Every line below should be copied out exactly.

++++ LISTED RECORDS ++++

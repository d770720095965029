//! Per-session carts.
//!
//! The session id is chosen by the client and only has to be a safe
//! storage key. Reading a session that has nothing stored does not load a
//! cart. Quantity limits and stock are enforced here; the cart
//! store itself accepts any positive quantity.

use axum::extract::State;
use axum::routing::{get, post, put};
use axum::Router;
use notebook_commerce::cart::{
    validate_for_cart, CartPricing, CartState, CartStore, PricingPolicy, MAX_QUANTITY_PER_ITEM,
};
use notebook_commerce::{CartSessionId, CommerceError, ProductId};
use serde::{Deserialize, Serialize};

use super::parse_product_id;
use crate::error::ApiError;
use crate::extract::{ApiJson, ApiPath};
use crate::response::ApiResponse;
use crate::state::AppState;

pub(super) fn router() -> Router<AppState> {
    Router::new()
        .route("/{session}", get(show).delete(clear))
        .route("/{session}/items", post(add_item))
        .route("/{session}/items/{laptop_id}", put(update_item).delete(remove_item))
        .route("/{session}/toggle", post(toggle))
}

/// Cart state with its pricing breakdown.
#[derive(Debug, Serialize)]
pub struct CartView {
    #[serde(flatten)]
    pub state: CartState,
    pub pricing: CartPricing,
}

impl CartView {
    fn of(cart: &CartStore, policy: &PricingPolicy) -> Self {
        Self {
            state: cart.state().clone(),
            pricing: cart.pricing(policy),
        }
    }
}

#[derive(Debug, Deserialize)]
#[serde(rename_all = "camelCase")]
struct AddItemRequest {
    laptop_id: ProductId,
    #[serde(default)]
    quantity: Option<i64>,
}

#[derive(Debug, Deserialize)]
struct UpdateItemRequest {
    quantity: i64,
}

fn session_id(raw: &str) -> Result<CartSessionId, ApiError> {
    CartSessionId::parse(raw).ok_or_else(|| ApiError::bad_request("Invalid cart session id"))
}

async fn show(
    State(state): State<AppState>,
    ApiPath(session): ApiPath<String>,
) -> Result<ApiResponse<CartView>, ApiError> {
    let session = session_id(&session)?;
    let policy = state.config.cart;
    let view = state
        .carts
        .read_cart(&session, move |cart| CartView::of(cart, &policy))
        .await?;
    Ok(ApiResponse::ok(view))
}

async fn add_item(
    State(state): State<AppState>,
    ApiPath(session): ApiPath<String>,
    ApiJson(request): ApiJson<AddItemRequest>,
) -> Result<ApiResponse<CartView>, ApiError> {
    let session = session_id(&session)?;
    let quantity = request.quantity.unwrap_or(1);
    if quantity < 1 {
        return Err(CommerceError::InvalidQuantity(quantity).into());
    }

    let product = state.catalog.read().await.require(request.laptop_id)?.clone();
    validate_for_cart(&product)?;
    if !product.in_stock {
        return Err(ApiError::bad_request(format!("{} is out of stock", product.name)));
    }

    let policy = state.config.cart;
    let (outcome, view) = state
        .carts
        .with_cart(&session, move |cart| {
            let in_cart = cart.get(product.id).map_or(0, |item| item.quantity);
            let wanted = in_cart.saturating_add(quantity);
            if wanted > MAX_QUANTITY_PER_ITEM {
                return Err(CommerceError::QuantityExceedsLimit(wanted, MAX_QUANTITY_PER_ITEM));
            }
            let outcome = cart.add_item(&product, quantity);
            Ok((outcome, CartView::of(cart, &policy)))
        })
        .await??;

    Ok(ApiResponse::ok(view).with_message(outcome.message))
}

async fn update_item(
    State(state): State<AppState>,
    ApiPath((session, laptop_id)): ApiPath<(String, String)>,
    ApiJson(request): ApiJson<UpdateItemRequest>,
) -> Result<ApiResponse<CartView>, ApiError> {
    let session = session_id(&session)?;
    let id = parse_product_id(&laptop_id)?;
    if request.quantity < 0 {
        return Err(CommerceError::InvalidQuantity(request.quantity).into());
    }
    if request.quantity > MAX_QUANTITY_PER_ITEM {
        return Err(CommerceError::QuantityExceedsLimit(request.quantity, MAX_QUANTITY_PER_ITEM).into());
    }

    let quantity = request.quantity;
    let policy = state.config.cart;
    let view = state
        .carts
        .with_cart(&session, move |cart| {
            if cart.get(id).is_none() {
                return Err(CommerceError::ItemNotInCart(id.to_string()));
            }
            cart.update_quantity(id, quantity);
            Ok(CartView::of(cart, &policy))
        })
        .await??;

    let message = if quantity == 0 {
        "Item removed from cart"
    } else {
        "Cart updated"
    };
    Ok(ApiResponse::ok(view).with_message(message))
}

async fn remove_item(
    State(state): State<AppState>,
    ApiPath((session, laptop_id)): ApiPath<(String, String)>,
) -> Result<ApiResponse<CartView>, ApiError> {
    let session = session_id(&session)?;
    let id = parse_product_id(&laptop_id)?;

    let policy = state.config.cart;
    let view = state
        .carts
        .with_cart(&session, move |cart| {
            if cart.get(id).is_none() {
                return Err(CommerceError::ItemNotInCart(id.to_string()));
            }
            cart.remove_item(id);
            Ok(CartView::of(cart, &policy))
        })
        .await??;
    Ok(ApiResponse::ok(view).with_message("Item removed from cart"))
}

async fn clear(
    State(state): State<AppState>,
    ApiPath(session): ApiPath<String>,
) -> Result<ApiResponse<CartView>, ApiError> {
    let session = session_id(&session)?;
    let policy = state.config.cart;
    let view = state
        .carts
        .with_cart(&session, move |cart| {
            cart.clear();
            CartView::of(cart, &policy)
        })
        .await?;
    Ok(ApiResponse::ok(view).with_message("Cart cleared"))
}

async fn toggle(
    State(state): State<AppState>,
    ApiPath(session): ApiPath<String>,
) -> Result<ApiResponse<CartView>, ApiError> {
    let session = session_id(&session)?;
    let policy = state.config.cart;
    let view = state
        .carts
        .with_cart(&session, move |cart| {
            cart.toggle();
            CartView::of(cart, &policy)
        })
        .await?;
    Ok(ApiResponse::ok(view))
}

++++

SOLUTION FOR THIS EXERCISE
repository d770720095965029
//! Per-session carts.
//!
//! The session id is chosen by the client and only has to be a safe
//! storage key. Reading a session that has nothing stored does not load a
//! cart. Quantity limits and stock are enforced here; the cart
//! store itself accepts any positive quantity.

use axum::extract::State;
use axum::routing::{get, post, put};
use axum::Router;
use notebook_commerce::cart::{
    validate_for_cart, CartPricing, CartState, CartStore, PricingPolicy, MAX_QUANTITY_PER_ITEM,
};
use notebook_commerce::{CartSessionId, CommerceError, ProductId};
use serde::{Deserialize, Serialize};

use super::parse_product_id;
use crate::error::ApiError;
use crate::extract::{ApiJson, ApiPath};
use crate::response::ApiResponse;
use crate::state::AppState;

pub(super) fn router() -> Router<AppState> {
    Router::new()
        .route("/{session}", get(show).delete(clear))
        .route("/{session}/items", post(add_item))
        .route("/{session}/items/{laptop_id}", put(update_item).delete(remove_item))
        .route("/{session}/toggle", post(toggle))
}

/// Cart state with its pricing breakdown.
#[derive(Debug, Serialize)]
pub struct CartView {
    #[serde(flatten)]
    pub state: CartState,
    pub pricing: CartPricing,
}

impl CartView {
    fn of(cart: &CartStore, policy: &PricingPolicy) -> Self {
        Self {
            state: cart.state().clone(),
            pricing: cart.pricing(policy),
        }
    }
}

#[derive(Debug, Deserialize)]
#[serde(rename_all = "camelCase")]
struct AddItemRequest {
    laptop_id: ProductId,
    #[serde(default)]
    quantity: Option<i64>,
}

#[derive(Debug, Deserialize)]
struct UpdateItemRequest {
    quantity: i64,
}

fn session_id(raw: &str) -> Result<CartSessionId, ApiError> {
    CartSessionId::parse(raw).ok_or_else(|| ApiError::bad_request("Invalid cart session id"))
}

async fn show(
    State(state): State<AppState>,
    ApiPath(session): ApiPath<String>,
) -> Result<ApiResponse<CartView>, ApiError> {
    let session = session_id(&session)?;
    let policy = state.config.cart;
    let view = state
        .carts
        .read_cart(&session, move |cart| CartView::of(cart, &policy))
        .await?;
    Ok(ApiResponse::ok(view))
}

async fn add_item(
    State(state): State<AppState>,
    ApiPath(session): ApiPath<String>,
    ApiJson(request): ApiJson<AddItemRequest>,
) -> Result<ApiResponse<CartView>, ApiError> {
    let session = session_id(&session)?;
    let quantity = request.quantity.unwrap_or(1);
    if quantity < 1 {
        return Err(CommerceError::InvalidQuantity(quantity).into());
    }

    let product = state.catalog.read().await.require(request.laptop_id)?.clone();
    validate_for_cart(&product)?;
    if !product.in_stock {
        return Err(ApiError::bad_request(format!("{} is out of stock", product.name)));
    }

    let policy = state.config.cart;
    let (outcome, view) = state
        .carts
        .with_cart(&session, move |cart| {
            let in_cart = cart.get(product.id).map_or(0, |item| item.quantity);
            let wanted = in_cart.saturating_add(quantity);
            if wanted > MAX_QUANTITY_PER_ITEM {
                return Err(CommerceError::QuantityExceedsLimit(wanted, MAX_QUANTITY_PER_ITEM));
            }
            let outcome = cart.add_item(&product, quantity);
            Ok((outcome, CartView::of(cart, &policy)))
        })
        .await??;

    Ok(ApiResponse::ok(view).with_message(outcome.message))
}

async fn update_item(
    State(state): State<AppState>,
    ApiPath((session, laptop_id)): ApiPath<(String, String)>,
    ApiJson(request): ApiJson<UpdateItemRequest>,
) -> Result<ApiResponse<CartView>, ApiError> {
    let session = session_id(&session)?;
    let id = parse_product_id(&laptop_id)?;
    if request.quantity < 0 {
        return Err(CommerceError::InvalidQuantity(request.quantity).into());
    }
    if request.quantity > MAX_QUANTITY_PER_ITEM {
        return Err(CommerceError::QuantityExceedsLimit(request.quantity, MAX_QUANTITY_PER_ITEM).into());
    }

    let quantity = request.quantity;
    let policy = state.config.cart;
    let view = state
        .carts
        .with_cart(&session, move |cart| {
            if cart.get(id).is_none() {
                return Err(CommerceError::ItemNotInCart(id.to_string()));
            }
            cart.update_quantity(id, quantity);
            Ok(CartView::of(cart, &policy))
        })
        .await??;

    let message = if quantity == 0 {
        "Item removed from cart"
    } else {
        "Cart updated"
    };
    Ok(ApiResponse::ok(view).with_message(message))
}

async fn remove_item(
    State(state): State<AppState>,
    ApiPath((session, laptop_id)): ApiPath<(String, String)>,
) -> Result<ApiResponse<CartView>, ApiError> {
    let session = session_id(&session)?;
    let id = parse_product_id(&laptop_id)?;

    let policy = state.config.cart;
    let view = state
        .carts
        .with_cart(&session, move |cart| {
            if cart.get(id).is_none() {
                return Err(CommerceError::ItemNotInCart(id.to_string()));
            }
            cart.remove_item(id);
            Ok(CartView::of(cart, &policy))
        })
        .await??;
    Ok(ApiResponse::ok(view).with_message("Item removed from cart"))
}

async fn clear(
    State(state): State<AppState>,
    ApiPath(session): ApiPath<String>,
) -> Result<ApiResponse<CartView>, ApiError> {
    let session = session_id(&session)?;
    let policy = state.config.cart;
    let view = state
        .carts
        .with_cart(&session, move |cart| {
            cart.clear();
            CartView::of(cart, &policy)
        })
        .await?;
    Ok(ApiResponse::ok(view).with_message("Cart cleared"))
}

async fn toggle(
    State(state): State<AppState>,
    ApiPath(session): ApiPath<String>,
) -> Result<ApiResponse<CartView>, ApiError> {
    let session = session_id(&session)?;
    let policy = state.config.cart;
    let view = state
        .carts
        .with_cart(&session, move |cart| {
            cart.toggle();
            CartView::of(cart, &policy)
        })
        .await?;
    Ok(ApiResponse::ok(view))
}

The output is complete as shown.